The exterior of the Pennsylvania state Capitol on March 7, 2023 (Photo by Amanda Mustard for the Pennsylvania Capital-Star).
Wages have kept up with inflation, and a tight labor market continues to give workers more leverage than they’ve had in decades. But divided legislative branches at the state and federal level mean progress toward other improvements for workers’ conditions often stalls, and is why there’s “zero chance of enacting a major pro-worker labor law reform,” according to the Keystone Research Center’s yearly “State of Working Pennsylvania” report.
The report’s authors note that there has been no reversal – at least, not yet– “of the 2021-22 federal investments in climate, infrastructure and innovation now sustaining a strong economy.” But there’s also been no increase of the minimum wage at either the state or federal level, despite some recent efforts.
Pennsylvania hit a record-low 3.5% unemployment rate in July, and for the first six months of the year, there were about 0.7 unemployed workers per job opening, meaning there are still more job openings than workers. Inflation is down to 3.2.% and between March 2022 and March 2023, Pennsylvanians saw an increase of 7.6% in their average weekly wage, a 1.7% increase after adjusting for inflation, the report notes.

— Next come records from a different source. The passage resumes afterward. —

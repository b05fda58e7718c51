//! Infrastructure layer: files on disk.
//!
//! Request and response JSON files and CSV export of computed terms.

pub mod persistence;

pub use persistence::*;
// Env values used by the open platform.
pub const LAZADA_APP_KEY: &str = "LAZADA_APP_KEY";
pub const LAZADA_APP_SECRET: &str = "LAZADA_APP_SECRET";
pub const LAZADA_REGION: &str = "LAZADA_REGION";
pub const LAZADA_ACCESS_TOKEN: &str = "LAZADA_ACCESS_TOKEN";

// OAuth lives on its own host, shared by every region.
pub const AUTHORIZE_URL: &str = "https://auth.lazada.com/oauth/authorize";
pub const ACCESS_TOKEN_URL: &str = "https://auth.lazada.com/rest/auth/token/create";
pub const REFRESH_TOKEN_URL: &str = "https://auth.lazada.com/rest/auth/token/refresh";

// Api names, resolved against the region endpoint.
pub const GET_BRANDS: &str = "/brands/get";
pub const CATEGORY_TREE: &str = "/category/tree/get";
pub const CATEGORY_ATTRIBUTES: &str = "/category/attributes/get";
pub const IMAGE_MIGRATE: &str = "/image/migrate";
pub const CREATE_PRODUCT: &str = "/product/create";
pub const UPDATE_PRODUCT: &str = "/product/update";
pub const GET_PRODUCTS: &str = "/products/get";

pub const FORM_CONTENT_TYPE: &str = "application/x-www-form-urlencoded;charset=utf-8";
pub const XML_HEADER: &str = "<?xml version=\"1.0\" encoding=\"UTF-8\"?>\n";
use std::str::FromStr;

use bytes::Bytes;
use http::header::CONTENT_TYPE;
use http::Method;
use http::Uri;
use log::debug;
use serde::de::DeserializeOwned;

use lazop_core::sign::PAYLOAD;
use lazop_core::time::DateTime;
use lazop_core::{
    api_path, check_response, Context, Credential, Envelope, Error, Params, Result, Signer,
};

use crate::constants::FORM_CONTENT_TYPE;
use crate::payload::{to_xml, Payload};
use crate::{Config, Region};

/// Client talks to the open platform of one region.
///
/// Client is an immutable value. [`Client::with_access_token`] and
/// [`Client::with_region`] return independent copies, so a base client can
/// be shared while per-merchant clients are derived from it.
#[derive(Clone, Debug)]
pub struct Client {
    ctx: Context,
    signer: Signer,
    region: Region,
    base_url: String,
}

impl Client {
    /// Create a new client for `region`.
    pub fn new(ctx: Context, credential: Credential, region: Region) -> Self {
        Self {
            ctx,
            signer: Signer::new(credential),
            region,
            base_url: region.endpoint().to_string(),
        }
    }

    /// Create a new client out of [`Config`].
    pub fn from_config(ctx: Context, config: Config) -> Result<Self> {
        let credential = config.credential()?;
        let region = config
            .region
            .ok_or_else(|| Error::config_invalid("region is required"))?;

        let client = Self::new(ctx, credential, region);
        Ok(match config.access_token {
            Some(token) => client.with_access_token(token),
            None => client,
        })
    }

    /// Return a copy of this client bound to a merchant access token.
    pub fn with_access_token(&self, token: impl Into<String>) -> Self {
        let mut c = self.clone();
        c.signer = c.signer.with_access_token(token);
        c
    }

    /// Return a copy of this client talking to another region.
    pub fn with_region(&self, region: Region) -> Self {
        let mut c = self.clone();
        c.region = region;
        c.base_url = region.endpoint().to_string();
        c
    }

    /// Return a copy of this client using a custom base url, like a sandbox host.
    pub fn with_base_url(&self, base_url: impl Into<String>) -> Self {
        let mut c = self.clone();
        c.base_url = base_url.into();
        c
    }

    /// Return a copy of this client that signs with a fixed time.
    ///
    /// # Note
    ///
    /// We should always take current time to sign requests.
    /// Only use this function for testing.
    pub fn with_time(&self, time: DateTime) -> Self {
        let mut c = self.clone();
        c.signer = c.signer.with_time(time);
        c
    }

    /// Region of this client.
    pub fn region(&self) -> Region {
        self.region
    }

    /// Base url requests are resolved against.
    pub fn base_url(&self) -> &str {
        &self.base_url
    }

    /// The app credential.
    pub fn credential(&self) -> &Credential {
        self.signer.credential()
    }

    /// The bound access token, if any.
    pub fn access_token(&self) -> Option<&str> {
        self.signer.access_token()
    }

    pub(crate) fn signer(&self) -> &Signer {
        &self.signer
    }

    /// Fail unless this client is bound to an access token.
    pub(crate) fn require_token(&self) -> Result<()> {
        match self.access_token() {
            Some(_) => Ok(()),
            None => Err(Error::token_required()),
        }
    }

    /// Resolve `path` into an absolute url.
    ///
    /// - `https://...` is used as is.
    /// - Anything else is an api name, resolved as `{base_url}rest{path}`.
    pub fn resolve(&self, path: &str) -> Result<Uri> {
        let url = if path.starts_with("https://") {
            path.to_string()
        } else {
            let base = self.base_url.trim_end_matches('/');
            let path = path.strip_prefix('/').unwrap_or(path);
            format!("{base}/rest/{path}")
        };

        let uri = Uri::from_str(&url)
            .map_err(|e| Error::request_invalid("cant parse url").with_source(e))?;
        if uri.scheme().is_none() || uri.authority().is_none() {
            return Err(Error::request_invalid(format!("url {url} is not absolute")));
        }
        Ok(uri)
    }

    /// Build a request without body.
    ///
    /// Parameters stay in the url query, the request is signed by
    /// [`Client::send`].
    pub fn new_request(&self, method: Method, path: &str) -> Result<http::Request<Bytes>> {
        let uri = self.resolve(path)?;

        Ok(http::Request::builder()
            .method(method)
            .uri(uri)
            .body(Bytes::new())?)
    }

    /// Build a request that carries `payload`.
    ///
    /// The payload is serialized as XML into the `payload` parameter, which
    /// is signed together with the mandatory parameters and sent as a
    /// form-urlencoded body.
    pub fn new_payload_request(
        &self,
        method: Method,
        path: &str,
        payload: &impl Payload,
    ) -> Result<http::Request<Bytes>> {
        let uri = self.resolve(path)?;
        let xml = to_xml(payload)?;

        let mut params = Params::new();
        params.set(PAYLOAD, xml);
        self.signer.sign_params(api_path(uri.path()), &mut params);

        Ok(http::Request::builder()
            .method(method)
            .uri(uri)
            .header(CONTENT_TYPE, FORM_CONTENT_TYPE)
            .body(Bytes::from(params.encode()))?)
    }

    /// Send a request and decode the envelope's `data` into `T`.
    ///
    /// `Ok((envelope, None))` means the call succeeded without data.
    pub async fn send<T: DeserializeOwned>(
        &self,
        req: http::Request<Bytes>,
    ) -> Result<(Envelope, Option<T>)> {
        let (envelope, _) = self.send_raw(req).await?;
        let data = envelope.decode_data()?;
        Ok((envelope, data))
    }

    /// Send a request and return the validated envelope with the raw body.
    pub async fn send_raw(&self, req: http::Request<Bytes>) -> Result<(Envelope, Bytes)> {
        let req = self.sign(req)?;

        let method = req.method().clone();
        let path = req.uri().path().to_string();
        debug!("sending {method} {path}");

        let resp = self.ctx.http_send(req).await.map_err(|e| {
            e.with_context(format!("method: {method}"))
                .with_context(format!("path: {path}"))
        })?;

        check_response(resp).map_err(|e| {
            e.with_context(format!("method: {method}"))
                .with_context(format!("path: {path}"))
        })
    }

    /// Requests without body carry their parameters in the query and get
    /// signed right before sending. Payload requests were signed when built.
    fn sign(&self, req: http::Request<Bytes>) -> Result<http::Request<Bytes>> {
        if !req.body().is_empty() {
            return Ok(req);
        }

        let (mut parts, body) = req.into_parts();
        self.signer.sign_query(&mut parts)?;
        Ok(http::Request::from_parts(parts, body))
    }
}

#[cfg(test)]
mod tests {
    use super::*;
    use lazop_core::time::from_timestamp_millis;
    use lazop_core::ErrorKind;
    use pretty_assertions::assert_eq;

    use crate::payload::ImageRequest;

    fn client() -> Client {
        Client::new(
            Context::new(),
            Credential::new("123456", "testsecretnotarealsecret"),
            Region::Singapore,
        )
    }

    #[test]
    fn test_resolve() -> Result<()> {
        let c = client();
        assert_eq!(
            c.resolve("/brands/get?offset=0")?.to_string(),
            "https://api.lazada.sg/rest/brands/get?offset=0"
        );
        assert_eq!(
            c.resolve("https://auth.lazada.com/rest/auth/token/create?code=abc")?
                .to_string(),
            "https://auth.lazada.com/rest/auth/token/create?code=abc"
        );
        assert_eq!(
            c.with_base_url("https://api.example.com").resolve("/brands/get")?.to_string(),
            "https://api.example.com/rest/brands/get"
        );
        Ok(())
    }

    #[test]
    fn test_malformed_base_url() {
        let c = client().with_base_url("not a url");
        let err = c
            .new_request(Method::GET, "/brands/get")
            .expect_err("must fail");
        assert_eq!(err.kind(), ErrorKind::RequestInvalid);

        let err = client()
            .with_base_url("")
            .new_request(Method::GET, "/brands/get")
            .expect_err("must fail");
        assert_eq!(err.kind(), ErrorKind::RequestInvalid);
    }

    #[test]
    fn test_derived_clients_are_independent() {
        let base = client();
        let bound = base.with_access_token("faketoken");
        let moved = bound.with_region(Region::Malaysia);

        assert_eq!(base.access_token(), None);
        assert_eq!(base.region(), Region::Singapore);
        assert_eq!(bound.access_token(), Some("faketoken"));
        assert_eq!(bound.base_url(), "https://api.lazada.sg/");
        assert_eq!(moved.access_token(), Some("faketoken"));
        assert_eq!(moved.base_url(), "https://api.lazada.com.my/");
    }

    #[test]
    fn test_payload_request_is_form_encoded() -> Result<()> {
        let c = client()
            .with_access_token("faketoken")
            .with_time(from_timestamp_millis(1539870185083)?);

        let req = c.new_payload_request(
            Method::POST,
            "/image/migrate",
            &ImageRequest {
                url: "https://example.com/a.jpg",
            },
        )?;

        assert_eq!(
            req.uri().to_string(),
            "https://api.lazada.sg/rest/image/migrate"
        );
        assert_eq!(
            req.headers().get(CONTENT_TYPE).map(|v| v.as_bytes()),
            Some(FORM_CONTENT_TYPE.as_bytes())
        );

        let params = Params::parse(std::str::from_utf8(req.body()).expect("utf-8 body"));
        assert_eq!(
            params.get("payload"),
            Some(
                "<?xml version=\"1.0\" encoding=\"UTF-8\"?>\n\
                 <Request><Image><Url>https://example.com/a.jpg</Url></Image></Request>"
            )
        );
        assert_eq!(params.get("app_key"), Some("123456"));
        assert_eq!(params.get("access_token"), Some("faketoken"));
        assert_eq!(params.get("timestamp"), Some("1539870185083"));

        let mut unsigned = params.clone();
        let sign = unsigned.remove("sign").expect("sign must be present");
        assert_eq!(
            sign,
            vec![lazop_core::sign::signature(
                "testsecretnotarealsecret",
                "/image/migrate",
                &unsigned
            )]
        );
        Ok(())
    }
}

Union membership has also increased in Pennsylvania and nationwide, but not by a whole lot, due largely to ferocious pushback from companies. The report finds US union memberships rose by 200,000 members in 2022, and by 23,000 in Pennsylvania.
Strengthening union rights would be the most meaningful action policymakers could take toward reversing income inequality, the report’s authors write, but with divided legislatures, executive action would likely be the only way to make organizing a union easier.
“The only way to lock in shared prosperity for a generation or two is to strengthen unions, implement higher and broad wage standards including at the sectoral level, and to create more effective and universal skill development and career supports,” the report’s authors write, “not just for professionals and college-educated managers but for the rest of the workforce.”
The authors also encourage “a long-overdue increase in the state’s minimum wage,” which remains at $7.25 per hour. That’s equal to the federal minimum wage, but is the lowest of any state that borders Pennsylvania. The Democratic majority in the state House, plus two Republicans, passed a measure in June to raise Pennsylvania’s minimum wage gradually to $15 an hour by 2026. But the bill has stalled in the Republican-controlled state Senate. And a bill to gradually raise Allegheny County’s minimum wage to $20 an hour is tied up in court, after a back-and-forth between the county council and outgoing county executive.
The 2023 Keystone Research Center report doesn’t touch on some of the other issues affecting workers in Pennsylvania and the U.S. There’s the trend toward weakening child labor laws in some states, and the impact of local strikes, at Wabtec in Erie –where workers just ratified a new contract– or the Pittsburgh Post-Gazette, where a strike by union workers is approaching the one-year mark [Disclosure: I previously worked at the Post-Gazette, where I was a member of the newsroom union].
We’ve seen the impact nationally of the power of organized workers —UPS reached a deal with the Teamsters in July to avoid an Aug. 1 strike, and actors and writers in Hollywood are striking for fairer treatment from studios that rake in millions while nickel-and-diming over royalties.
The report also doesn’t touch on how the end of the pause on student loan repayments will affect younger Pennsylvanians’ spending power, which could potentially curtail any benefit from increased wages.
All of these are the realities that workers in Pennsylvania and across the country are grappling with this Labor Day. But make no mistake: Despite the modest increases in their memberships that the numbers show, labor unions and those who seek to organize have a significant voice that policymakers disregard at their peril, especially in Pennsylvania.
It’s no wonder why President Joe Biden will deliver remarks at the Labor Day parade in Philadelphia on Monday— unions are a key demographic in a swing state that will play a huge role in 2024 and beyond.
“When workers no longer have to worry about putting food on the table or know that if they lose their current job they can get a good union job within a clean economy, they will rally around the need to save the only planet we’ve got,” the Keystone Research Center report concludes. “Workers in Pennsylvania have waited too long. They deserve policymakers and policies that put them first.”